To simulate a random process, we need to use a random number generator (RNG). We can implement a RNG on a computer using various algorithms. Because these RNG are based on a deterministic algorithms one can argue that these RNG are not truly random. So we call them pseudo RNG (PRNG).

One of the concerns with older PRNG was that the algorithms eventually cycle over and start repeating previously generated numbers. However, modern PRNG algorithms are so sophisticated that it takes (for a PRNG called the Mersenne Twister) about \(10^{19937} − 1\) times before the numbers repeat. This is good enough for most simulations.

7.1.3 What is ‘seeding?’

Typical PRNG produce uniformly distributed numbers between 0 and 1. Every call to the PRNG gives a new number. The numbers produced by a PRNG is based on a number called the seed. This is an integer number that ‘kicks off,’ ‘seeds’ the algorithm. You get the same set of ‘random’ numbers if you use the same seedYou can set the seed in Numpy using the function numpy.random.seed() (a feature invaluable when debugging code).

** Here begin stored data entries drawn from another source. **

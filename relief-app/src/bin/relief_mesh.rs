use std::path::PathBuf;
use std::process::ExitCode;

use anyhow::{Context, Result};
use bevy::log::{error, info, warn, Level};
use clap::{Parser, ValueEnum};
use relief_app::{init_logging, load_config, open_raster, write_mesh};
use relief_scene::{
    generate_mesh, GeoTransform, MeshConfig, MeshPreset, PositionMapping, RasterMetadata,
};

#[derive(Debug, Clone, Copy, PartialEq, Eq, ValueEnum)]
enum Preset {
    Globe,
    Blender,
}
impl From<Preset> for MeshPreset {
    fn from(preset: Preset) -> Self {
        match preset {
            Preset::Globe => MeshPreset::Globe,
            Preset::Blender => MeshPreset::Blender,
        }
    }
}

/// Triangulates a GeoTIFF elevation raster into a JSON mesh.
#[derive(Parser, Debug)]
#[command(name = "relief-mesh", version)]
struct Args {
    /// Single-band GeoTIFF elevation raster
    input: PathBuf,
    /// Destination of the `{"vertices", "faces"}` JSON document
    output: PathBuf,
    #[arg(long, value_enum, default_value = "globe")]
    preset: Preset,
    /// JSON mesh options replacing the preset
    #[arg(long)]
    config: Option<PathBuf>,
    /// Anchor spherical positions at the raster's own tiepoint and pixel size
    #[arg(long)]
    georeferenced: bool,
    #[arg(short, long)]
    verbose: bool,
}

/// The preset or options file, with `--georeferenced` applied.
fn resolve_config(args: &Args, metadata: Option<&RasterMetadata>) -> Result<MeshConfig> {
    let mut config: MeshConfig = match &args.config {
        Some(path) => load_config(path)
            .with_context(|| format!("failed to load options from {}", path.display()))?,
        None => MeshPreset::from(args.preset).config(),
    };
    if args.georeferenced {
        let spherical = matches!(config.mapping, PositionMapping::Spherical { .. });
        match (metadata, spherical) {
            (Some(metadata), true) => {
                let transform = GeoTransform::new(metadata)?;
                config.mapping = PositionMapping::from_geo_transform(&transform);
            }
            (None, _) => warn!("{} has no georeferencing", args.input.display()),
            (Some(_), false) => warn!("--georeferenced has no effect on a planar mapping"),
        }
    }
    return Ok(config);
}

fn run(args: &Args) -> Result<()> {
    let raster = open_raster(&args.input)
        .with_context(|| format!("failed to read {}", args.input.display()))?;
    let config = resolve_config(args, raster.metadata.as_ref())?;

    info!(
        "{}x{} grid, {} missing samples",
        raster.grid.width(),
        raster.grid.height(),
        raster.grid.missing_count()
    );
    if let Some((low, high)) = raster.grid.elevation_range() {
        info!("Elevations from {} to {}", low, high);
    }

    let mesh = generate_mesh(&raster.grid, &config)?;
    write_mesh(&args.output, &mesh)
        .with_context(|| format!("failed to write {}", args.output.display()))?;
    return Ok(());
}

fn main() -> ExitCode {
    let args = Args::parse();
    init_logging(if args.verbose { Level::DEBUG } else { Level::INFO });
    if let Err(err) = run(&args) {
        error!("{:#}", err);
        return ExitCode::FAILURE;
    }
    return ExitCode::SUCCESS;
}

#[cfg(test)]
mod tests {
    use super::*;
    use clap::error::ErrorKind;

    fn one_degree_tile() -> RasterMetadata {
        let step = 1.0 / 3600.0;
        RasterMetadata::new([step, step, 0.0], [0.0, 0.0, 0.0, -122.0, 38.0, 0.0])
    }

    #[test]
    fn requires_input_and_output() {
        let err = Args::try_parse_from(["relief-mesh", "in.tif"]).unwrap_err();
        assert_eq!(err.kind(), ErrorKind::MissingRequiredArgument);
        let err = Args::try_parse_from(["relief-mesh"]).unwrap_err();
        assert_eq!(err.kind(), ErrorKind::MissingRequiredArgument);
    }

    #[test]
    fn defaults_to_the_globe_preset() {
        let args = Args::try_parse_from(["relief-mesh", "in.tif", "out.json"]).unwrap();
        assert_eq!(args.input, PathBuf::from("in.tif"));
        assert_eq!(args.output, PathBuf::from("out.json"));
        assert_eq!(args.preset, Preset::Globe);
        assert!(!args.georeferenced);
        assert_eq!(
            resolve_config(&args, Some(&one_degree_tile())).unwrap(),
            MeshPreset::Globe.config()
        );
    }

    #[test]
    fn preset_flag() {
        let args =
            Args::try_parse_from(["relief-mesh", "in.tif", "out.json", "--preset", "blender"])
                .unwrap();
        assert_eq!(args.preset, Preset::Blender);
        let err = Args::try_parse_from(["relief-mesh", "in.tif", "out.json", "--preset", "moon"])
            .unwrap_err();
        assert_eq!(err.kind(), ErrorKind::InvalidValue);
    }

    #[test]
    fn georeferenced_globe_uses_the_tiepoint() {
        let args =
            Args::try_parse_from(["relief-mesh", "in.tif", "out.json", "--georeferenced"]).unwrap();
        let config = resolve_config(&args, Some(&one_degree_tile())).unwrap();
        match config.mapping {
            PositionMapping::Spherical {
                corner_longitude,
                corner_latitude,
                step,
                ..
            } => {
                assert_eq!((corner_longitude, corner_latitude), (-122.0, 38.0));
                let [lon_step, lat_step] = step.unwrap();
                assert!((lon_step - 1.0 / 3600.0).abs() < 1e-15);
                assert!((lat_step - 1.0 / 3600.0).abs() < 1e-15);
            }
            other => panic!("expected a spherical mapping, got {other:?}"),
        }
        assert_eq!(config.pipeline, MeshPreset::Globe.config().pipeline);
    }

    #[test]
    fn georeferenced_without_tags_or_on_planar_keeps_the_preset() {
        let args =
            Args::try_parse_from(["relief-mesh", "in.tif", "out.json", "--georeferenced"]).unwrap();
        assert_eq!(resolve_config(&args, None).unwrap(), MeshPreset::Globe.config());

        let args = Args::try_parse_from([
            "relief-mesh",
            "in.tif",
            "out.json",
            "--georeferenced",
            "--preset",
            "blender",
        ])
        .unwrap();
        assert_eq!(
            resolve_config(&args, Some(&one_degree_tile())).unwrap(),
            MeshPreset::Blender.config()
        );
    }
}
//! HSL to RGB conversion and the linear scales used for elevation shading.
use serde::{Deserialize, Serialize};

use crate::math::clamp;

/// `h`, `s`, `l` in `[0, 1]` to 8-bit RGB.
pub fn hsl_to_rgb(h: f64, s: f64, l: f64) -> [u8; 3] {
    if s == 0.0 {
        let v = to_channel(l);
        return [v, v, v];
    }
    let q = if l < 0.5 { l * (1.0 + s) } else { l + s - l * s };
    let p = 2.0 * l - q;
    [
        to_channel(hue_to_rgb(p, q, h + 1.0 / 3.0)),
        to_channel(hue_to_rgb(p, q, h)),
        to_channel(hue_to_rgb(p, q, h - 1.0 / 3.0)),
    ]
}

fn hue_to_rgb(p: f64, q: f64, mut t: f64) -> f64 {
    if t < 0.0 {
        t += 1.0;
    }
    if t > 1.0 {
        t -= 1.0;
    }
    if t < 1.0 / 6.0 {
        return p + (q - p) * 6.0 * t;
    }
    if t < 1.0 / 2.0 {
        return q;
    }
    if t < 2.0 / 3.0 {
        return p + (q - p) * (2.0 / 3.0 - t) * 6.0;
    }
    p
}

fn to_channel(v: f64) -> u8 {
    (clamp(v, 0.0, 1.0) * 255.0).round() as u8
}

/// `y = slope * x + intercept`
#[derive(Debug, Clone, Copy, PartialEq, Serialize, Deserialize)]
pub struct LinearScale {
    pub slope: f64,
    pub intercept: f64,
}
impl LinearScale {
    pub fn eval(&self, x: f64) -> f64 {
        self.slope * x + self.intercept
    }
}

/// The line through `(x1, y1)` and `(x2, y2)`. `x1 == x2` has no line and
/// yields a constant at `y1`.
pub fn linear_from_two_points((x1, y1): (f64, f64), (x2, y2): (f64, f64)) -> LinearScale {
    if x1 == x2 {
        return LinearScale {
            slope: 0.0,
            intercept: y1,
        };
    }
    let slope = (y2 - y1) / (x2 - x1);
    LinearScale {
        slope,
        intercept: y1 - slope * x1,
    }
}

You do not usually have to seed the PRNG. It does it automatically by using ‘some’ number (e.g. the number of milliseconds since January 1970) internally.

7.1.4 Using numpy for random numbers

You can generate random numbers using the PRNG of numpy as follows:

import numpy.random as rnd

print(rnd.random())
# 0.30354698431635574
print(rnd.random(5))
# [0.55547193 0.86340501 0.31335737 0.9685174  0.55230518]
print(rnd.random(5))
# [0.76679827 0.39252325 0.39324457 0.42426084 0.47626549]

If you like you can specify a seed.

rnd.seed(123)
print(rnd.random(5))
# [0.69646919 0.28613933 0.22685145 0.55131477 0.71946897]
rnd.seed(123)
print(rnd.random(5))
# [0.69646919 0.28613933 0.22685145 0.55131477 0.71946897]